What is required: Take the data below. Output it exactly from its first line through the line containing "monthly, and per-stage".

Data for this task:
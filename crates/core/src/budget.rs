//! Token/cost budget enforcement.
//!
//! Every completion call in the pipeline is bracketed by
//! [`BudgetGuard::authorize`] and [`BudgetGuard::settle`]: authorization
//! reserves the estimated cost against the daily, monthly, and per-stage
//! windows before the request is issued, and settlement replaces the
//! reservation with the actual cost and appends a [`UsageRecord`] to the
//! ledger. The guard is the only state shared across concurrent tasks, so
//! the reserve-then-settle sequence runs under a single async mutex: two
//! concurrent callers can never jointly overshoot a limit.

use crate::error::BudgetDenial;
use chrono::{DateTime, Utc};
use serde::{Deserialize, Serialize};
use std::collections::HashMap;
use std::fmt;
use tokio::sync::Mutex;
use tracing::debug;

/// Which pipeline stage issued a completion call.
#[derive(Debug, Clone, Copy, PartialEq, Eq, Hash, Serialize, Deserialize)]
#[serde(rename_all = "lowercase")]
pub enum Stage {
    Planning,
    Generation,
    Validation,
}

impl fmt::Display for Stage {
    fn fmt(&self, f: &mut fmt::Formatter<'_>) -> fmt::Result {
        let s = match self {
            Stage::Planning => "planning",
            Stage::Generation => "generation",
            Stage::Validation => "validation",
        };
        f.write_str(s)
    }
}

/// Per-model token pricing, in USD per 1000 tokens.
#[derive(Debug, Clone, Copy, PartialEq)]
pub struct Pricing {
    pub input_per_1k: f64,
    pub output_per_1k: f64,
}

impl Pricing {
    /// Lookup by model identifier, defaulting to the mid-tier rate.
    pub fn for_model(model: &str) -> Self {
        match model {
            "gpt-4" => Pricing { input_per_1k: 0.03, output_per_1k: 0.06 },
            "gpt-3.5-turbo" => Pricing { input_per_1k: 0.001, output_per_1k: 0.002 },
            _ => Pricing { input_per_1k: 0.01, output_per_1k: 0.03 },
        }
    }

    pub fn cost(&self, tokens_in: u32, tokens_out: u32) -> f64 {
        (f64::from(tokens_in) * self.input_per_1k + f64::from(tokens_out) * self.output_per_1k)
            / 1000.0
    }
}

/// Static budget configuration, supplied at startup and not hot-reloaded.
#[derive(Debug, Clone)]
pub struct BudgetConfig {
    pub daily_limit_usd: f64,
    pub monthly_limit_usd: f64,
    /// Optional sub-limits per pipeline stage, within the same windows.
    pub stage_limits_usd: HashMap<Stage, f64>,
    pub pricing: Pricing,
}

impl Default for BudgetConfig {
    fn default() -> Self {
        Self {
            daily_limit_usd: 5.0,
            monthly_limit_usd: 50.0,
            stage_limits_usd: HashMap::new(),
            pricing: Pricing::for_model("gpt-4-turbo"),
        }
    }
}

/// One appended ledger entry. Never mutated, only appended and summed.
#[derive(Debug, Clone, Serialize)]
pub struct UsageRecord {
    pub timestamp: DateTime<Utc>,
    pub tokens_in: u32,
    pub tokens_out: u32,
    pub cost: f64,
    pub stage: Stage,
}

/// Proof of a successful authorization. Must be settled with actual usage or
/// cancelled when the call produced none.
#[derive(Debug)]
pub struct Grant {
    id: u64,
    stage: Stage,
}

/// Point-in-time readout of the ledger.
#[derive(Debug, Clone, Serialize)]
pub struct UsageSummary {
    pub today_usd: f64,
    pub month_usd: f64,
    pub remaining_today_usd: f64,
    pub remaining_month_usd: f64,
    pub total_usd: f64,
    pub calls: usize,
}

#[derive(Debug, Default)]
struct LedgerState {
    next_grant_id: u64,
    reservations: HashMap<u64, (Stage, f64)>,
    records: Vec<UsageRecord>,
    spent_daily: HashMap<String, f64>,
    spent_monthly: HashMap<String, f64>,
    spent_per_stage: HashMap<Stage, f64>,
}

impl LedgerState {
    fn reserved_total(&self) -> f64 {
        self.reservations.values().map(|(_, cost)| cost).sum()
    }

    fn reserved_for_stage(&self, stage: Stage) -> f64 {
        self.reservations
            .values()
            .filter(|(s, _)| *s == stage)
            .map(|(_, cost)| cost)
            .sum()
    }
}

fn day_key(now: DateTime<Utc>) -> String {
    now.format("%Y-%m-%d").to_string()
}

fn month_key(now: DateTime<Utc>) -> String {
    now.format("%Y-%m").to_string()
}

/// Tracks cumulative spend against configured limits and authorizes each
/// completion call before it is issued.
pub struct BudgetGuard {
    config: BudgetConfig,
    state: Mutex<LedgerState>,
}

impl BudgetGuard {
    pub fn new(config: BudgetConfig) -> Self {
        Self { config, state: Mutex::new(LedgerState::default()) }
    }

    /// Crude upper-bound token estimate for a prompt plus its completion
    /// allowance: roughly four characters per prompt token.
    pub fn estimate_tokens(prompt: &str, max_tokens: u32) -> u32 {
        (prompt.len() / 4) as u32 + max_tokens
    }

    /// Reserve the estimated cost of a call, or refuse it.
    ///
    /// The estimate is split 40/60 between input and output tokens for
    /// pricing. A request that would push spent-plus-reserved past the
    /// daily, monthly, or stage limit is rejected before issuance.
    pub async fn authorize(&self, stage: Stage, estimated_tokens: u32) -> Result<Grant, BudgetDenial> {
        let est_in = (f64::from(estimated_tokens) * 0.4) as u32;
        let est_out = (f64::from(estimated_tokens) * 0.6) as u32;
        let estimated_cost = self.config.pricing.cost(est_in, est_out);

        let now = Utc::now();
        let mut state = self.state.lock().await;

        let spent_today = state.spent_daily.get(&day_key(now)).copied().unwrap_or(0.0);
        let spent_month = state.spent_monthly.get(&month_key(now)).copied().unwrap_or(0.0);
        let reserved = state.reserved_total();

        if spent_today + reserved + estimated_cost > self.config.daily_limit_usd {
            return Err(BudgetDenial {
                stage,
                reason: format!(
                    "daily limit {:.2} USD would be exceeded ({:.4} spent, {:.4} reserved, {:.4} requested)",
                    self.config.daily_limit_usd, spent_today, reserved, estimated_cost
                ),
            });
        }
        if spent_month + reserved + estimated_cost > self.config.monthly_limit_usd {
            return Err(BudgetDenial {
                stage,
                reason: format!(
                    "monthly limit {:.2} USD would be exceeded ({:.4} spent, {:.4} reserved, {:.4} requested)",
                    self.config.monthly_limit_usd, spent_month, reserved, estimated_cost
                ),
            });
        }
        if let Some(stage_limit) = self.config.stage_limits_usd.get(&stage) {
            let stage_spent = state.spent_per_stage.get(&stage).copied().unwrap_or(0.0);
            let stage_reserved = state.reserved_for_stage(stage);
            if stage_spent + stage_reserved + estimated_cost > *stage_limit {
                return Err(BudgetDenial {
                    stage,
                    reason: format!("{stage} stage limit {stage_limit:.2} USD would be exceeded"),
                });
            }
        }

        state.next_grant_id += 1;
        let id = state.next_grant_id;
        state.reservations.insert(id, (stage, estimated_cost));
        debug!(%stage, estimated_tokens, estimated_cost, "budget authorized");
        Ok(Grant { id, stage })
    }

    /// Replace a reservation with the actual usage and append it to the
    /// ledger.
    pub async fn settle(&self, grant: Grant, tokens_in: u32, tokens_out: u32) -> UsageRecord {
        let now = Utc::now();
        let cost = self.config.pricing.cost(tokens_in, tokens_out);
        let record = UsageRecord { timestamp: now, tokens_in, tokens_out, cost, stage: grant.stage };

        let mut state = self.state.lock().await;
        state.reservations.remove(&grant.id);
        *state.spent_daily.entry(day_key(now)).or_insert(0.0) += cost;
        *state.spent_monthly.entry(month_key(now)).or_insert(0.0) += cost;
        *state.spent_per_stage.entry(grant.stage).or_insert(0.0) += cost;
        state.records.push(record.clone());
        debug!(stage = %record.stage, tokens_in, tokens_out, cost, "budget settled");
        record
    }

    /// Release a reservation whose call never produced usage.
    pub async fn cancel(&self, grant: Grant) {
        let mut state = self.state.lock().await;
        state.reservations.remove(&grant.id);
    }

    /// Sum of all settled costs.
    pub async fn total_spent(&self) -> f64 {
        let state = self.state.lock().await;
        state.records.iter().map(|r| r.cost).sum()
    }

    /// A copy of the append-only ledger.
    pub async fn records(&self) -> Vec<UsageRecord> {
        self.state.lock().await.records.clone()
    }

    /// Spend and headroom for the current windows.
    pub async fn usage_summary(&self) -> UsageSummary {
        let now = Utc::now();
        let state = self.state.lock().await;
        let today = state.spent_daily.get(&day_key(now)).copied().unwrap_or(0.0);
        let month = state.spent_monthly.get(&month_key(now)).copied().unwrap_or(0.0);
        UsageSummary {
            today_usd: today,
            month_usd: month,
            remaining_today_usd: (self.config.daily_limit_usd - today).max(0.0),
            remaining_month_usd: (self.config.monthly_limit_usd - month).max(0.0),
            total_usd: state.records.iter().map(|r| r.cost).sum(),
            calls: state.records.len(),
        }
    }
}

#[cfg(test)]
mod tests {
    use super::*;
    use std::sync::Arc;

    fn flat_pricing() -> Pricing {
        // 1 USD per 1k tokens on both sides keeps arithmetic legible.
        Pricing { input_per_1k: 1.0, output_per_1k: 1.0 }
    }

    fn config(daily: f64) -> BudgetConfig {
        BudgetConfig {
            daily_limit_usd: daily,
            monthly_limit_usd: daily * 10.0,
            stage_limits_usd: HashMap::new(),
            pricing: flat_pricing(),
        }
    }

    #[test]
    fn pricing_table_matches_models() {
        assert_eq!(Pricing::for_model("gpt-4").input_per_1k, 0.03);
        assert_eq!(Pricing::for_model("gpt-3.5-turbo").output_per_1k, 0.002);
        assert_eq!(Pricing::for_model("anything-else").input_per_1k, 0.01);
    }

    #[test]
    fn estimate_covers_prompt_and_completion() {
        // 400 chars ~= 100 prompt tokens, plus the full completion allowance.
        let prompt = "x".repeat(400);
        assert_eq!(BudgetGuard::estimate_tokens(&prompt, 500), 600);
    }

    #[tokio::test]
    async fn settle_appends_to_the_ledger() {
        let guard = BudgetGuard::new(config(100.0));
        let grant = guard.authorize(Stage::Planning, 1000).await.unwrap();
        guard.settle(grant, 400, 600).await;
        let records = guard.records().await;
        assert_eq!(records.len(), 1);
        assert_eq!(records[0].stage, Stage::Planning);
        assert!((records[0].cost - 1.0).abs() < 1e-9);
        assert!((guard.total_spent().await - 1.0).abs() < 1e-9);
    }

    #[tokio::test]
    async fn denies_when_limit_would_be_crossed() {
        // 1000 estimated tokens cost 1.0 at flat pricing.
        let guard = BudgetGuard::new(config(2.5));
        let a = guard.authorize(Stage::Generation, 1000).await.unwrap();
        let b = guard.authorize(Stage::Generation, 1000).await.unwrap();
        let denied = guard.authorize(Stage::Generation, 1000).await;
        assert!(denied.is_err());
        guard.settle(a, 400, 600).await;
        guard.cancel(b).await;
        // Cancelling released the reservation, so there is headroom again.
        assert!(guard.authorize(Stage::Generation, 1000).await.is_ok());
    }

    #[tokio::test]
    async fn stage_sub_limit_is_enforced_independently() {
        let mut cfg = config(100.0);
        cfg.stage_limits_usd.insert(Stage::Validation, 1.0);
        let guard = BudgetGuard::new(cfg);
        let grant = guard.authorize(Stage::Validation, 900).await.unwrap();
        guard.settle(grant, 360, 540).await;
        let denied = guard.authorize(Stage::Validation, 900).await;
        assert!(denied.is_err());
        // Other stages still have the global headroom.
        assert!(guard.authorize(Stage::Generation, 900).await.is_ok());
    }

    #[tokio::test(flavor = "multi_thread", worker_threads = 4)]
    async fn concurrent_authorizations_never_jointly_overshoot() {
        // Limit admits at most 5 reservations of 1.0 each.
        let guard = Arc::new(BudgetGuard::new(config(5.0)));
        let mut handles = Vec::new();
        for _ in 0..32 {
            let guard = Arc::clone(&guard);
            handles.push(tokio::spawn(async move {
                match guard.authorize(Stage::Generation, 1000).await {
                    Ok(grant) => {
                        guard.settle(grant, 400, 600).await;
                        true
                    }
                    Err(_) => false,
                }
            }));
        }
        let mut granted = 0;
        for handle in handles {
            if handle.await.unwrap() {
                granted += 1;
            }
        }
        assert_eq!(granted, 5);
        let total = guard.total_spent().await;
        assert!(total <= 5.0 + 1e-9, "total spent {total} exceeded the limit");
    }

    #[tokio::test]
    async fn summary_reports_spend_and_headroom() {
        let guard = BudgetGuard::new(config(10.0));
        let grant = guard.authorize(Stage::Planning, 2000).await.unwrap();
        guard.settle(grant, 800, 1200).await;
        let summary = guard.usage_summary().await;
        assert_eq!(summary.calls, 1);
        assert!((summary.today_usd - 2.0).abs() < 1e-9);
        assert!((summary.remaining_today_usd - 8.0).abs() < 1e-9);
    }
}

Your solution:
filename crates/core/src/budget.rs
//! Token/cost budget enforcement.
//!
//! Every completion call in the pipeline is bracketed by
//! [`BudgetGuard::authorize`] and [`BudgetGuard::settle`]: authorization
//! reserves the estimated cost against the daily, monthly, and per-stage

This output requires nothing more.